M. Guy Benarroche.  - Il est regrettable que l'avis de la CNCTR ne soit pas contraignant. Il est primordial de renforcer son contrôle pour le rendre effectif. Compte tenu du caractère attentatoire aux libertés et à la vie privée des pouvoirs donnés aux services, des garanties doivent être apportées.

M. le président.  - Amendement n°19, présenté par Mme Assassi et les membres du groupe communiste républicain citoyen et écologiste.

Alinéa 9

Après le mot :

avis

insérer le mot :

conforme

Mme Éliane Assassi.  - La CNIL recommande que - sauf cas d'urgence absolue - le Premier ministre ne puisse autoriser la mise en oeuvre d'une technique de renseignement après un avis défavorable de la CNCTR.
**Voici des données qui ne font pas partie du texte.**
//! Terminal output for runs.
//!
//! All formatting lives here so output changes stay in one place.

use std::path::Path;

use crate::domain::{DayRange, Record};
use crate::merge::MergeStats;
use crate::scrape::ScrapeSummary;

/// Run summary printed after `scrape` and `parse`.
pub fn format_scrape_summary(range: &DayRange, summary: &ScrapeSummary, store: &Path, total: usize) -> String {
    let mut out = String::new();

    out.push_str("=== ffcal - ForexFactory calendar ===\n");
    out.push_str(&format!("Range: {} .. {}\n", range.start, range.end));
    out.push_str(&format!(
        "Days: requested={} completed={} failed={}\n",
        summary.days_requested,
        summary.days_completed,
        summary.failed_days.len()
    ));
    out.push_str(&format!(
        "Records: emitted={} added={} updated={} | rows skipped={} | detail failures={}\n",
        summary.records_emitted,
        summary.records_added,
        summary.records_updated,
        summary.rows_skipped,
        summary.detail_failures
    ));
    if !summary.failed_days.is_empty() {
        let days: Vec<String> = summary.failed_days.iter().map(|d| d.to_string()).collect();
        out.push_str(&format!("Failed days: {}\n", days.join(", ")));
    }
    if summary.cancelled {
        out.push_str("Cancelled: remaining days were not scraped.\n");
    }
    out.push_str(&format!("Dataset: {} ({total} records)\n", store.display()));

    out
}

/// Summary printed after `merge`.
pub fn format_merge_summary(incoming: &Path, read: usize, stats: &MergeStats, store: &Path, total: usize) -> String {
    let mut out = String::new();
    out.push_str("=== ffcal - merge ===\n");
    out.push_str(&format!("Incoming: {} ({read} records)\n", incoming.display()));
    out.push_str(&format!("Added: {} | Updated: {}\n", stats.added, stats.updated));
    out.push_str(&format!("Dataset: {} ({total} records)\n", store.display()));
    out
}

/// Event table, one line per record.
pub fn format_records(records: &[Record]) -> String {
    let mut out = String::new();
    out.push_str(
        format!(
            "{:<25} {:<4} {:<7} {:<32} {:>9} {:>9} {:>9} {:<3}\n",
            "time", "cur", "impact", "event", "actual", "forecast", "previous", "det"
        )
        .trim_end(),
    );
    out.push('\n');

    out.push_str(
        format!(
            "{:-<25} {:-<4} {:-<7} {:-<32} {:-<9} {:-<9} {:-<9} {:-<3}\n",
            "", "", "", "", "", "", "", ""
        )
        .trim_end(),
    );
    out.push('\n');

    for r in records {
        out.push_str(
            format!(
                "{:<25} {:<4} {:<7} {:<32} {:>9} {:>9} {:>9} {:<3}\n",
                r.time.to_rfc3339(),
                r.currency.code(),
                r.impact.as_str(),
                truncate(&r.event_name, 32),
                truncate(r.actual.as_deref().unwrap_or(""), 9),
                truncate(r.forecast.as_deref().unwrap_or(""), 9),
                truncate(r.previous.as_deref().unwrap_or(""), 9),
                if r.has_detail() { "yes" } else { "" },
            )
            .trim_end(),
        );
        out.push('\n');
    }

    out
}

fn truncate(s: &str, max: usize) -> String {
    if s.chars().count() <= max {
        return s.to_string();
    }
    let mut out = String::new();
    for (i, ch) in s.chars().enumerate() {
        if i + 1 >= max {
            break;
        }
        out.push(ch);
    }
    out.push('.');
    out
}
Le Conseil d'État avait préconisé un contrôle préalable par une autorité indépendante dotée d'un pouvoir d'avis conforme ou une juridiction, et la Cour européenne des droits de l'homme exige que les activités d'interception de masse soient soumises à une autorisation spécifique d'une autorité indépendante.

Mme Agnès Canayer, rapporteur.  - L'amendement 6 est contraire à la position de la commission des lois. L'article 7 est équilibré : avis défavorable.

Avis défavorable également à l'amendement n°3, satisfait, dans l'esprit, par l'article 16. Si le Premier ministre délivre une autorisation contre l'avis de de la CNCTR, le Conseil d'État est immédiatement saisi.

Même avis à l'amendement n°19, pour les mêmes raisons.

Mme Marlène Schiappa, ministre déléguée.  - Il faut préserver l'équilibre du texte qui concilie droit à la vie privée et efficacité opérationnelle : avis défavorable à l'amendement n°6.

Seront soumises à autorisation préalable du Premier ministre délivré après l'avis de la CNCTR, les transmissions de renseignements bruts motivées par une finalité différente de celles ayant justifié la mesure de surveillance ; sont aussi concernés les cas où le service destinataire n'aurait pas pu mettre en oeuvre lui- même la mesure de surveillance.

L'article 7 ne concerne que la transmission d'informations entre services et entre l'administration et les services, pas le principe même de la technique de renseignement : avis défavorable à l'amendement n°19.

Défavorable enfin à l'amendement n°3 : les échanges d'informations entre services échappent au droit européen.

L'amendement n°6 n'est pas adopté non plus que les amendements nos3 et 19.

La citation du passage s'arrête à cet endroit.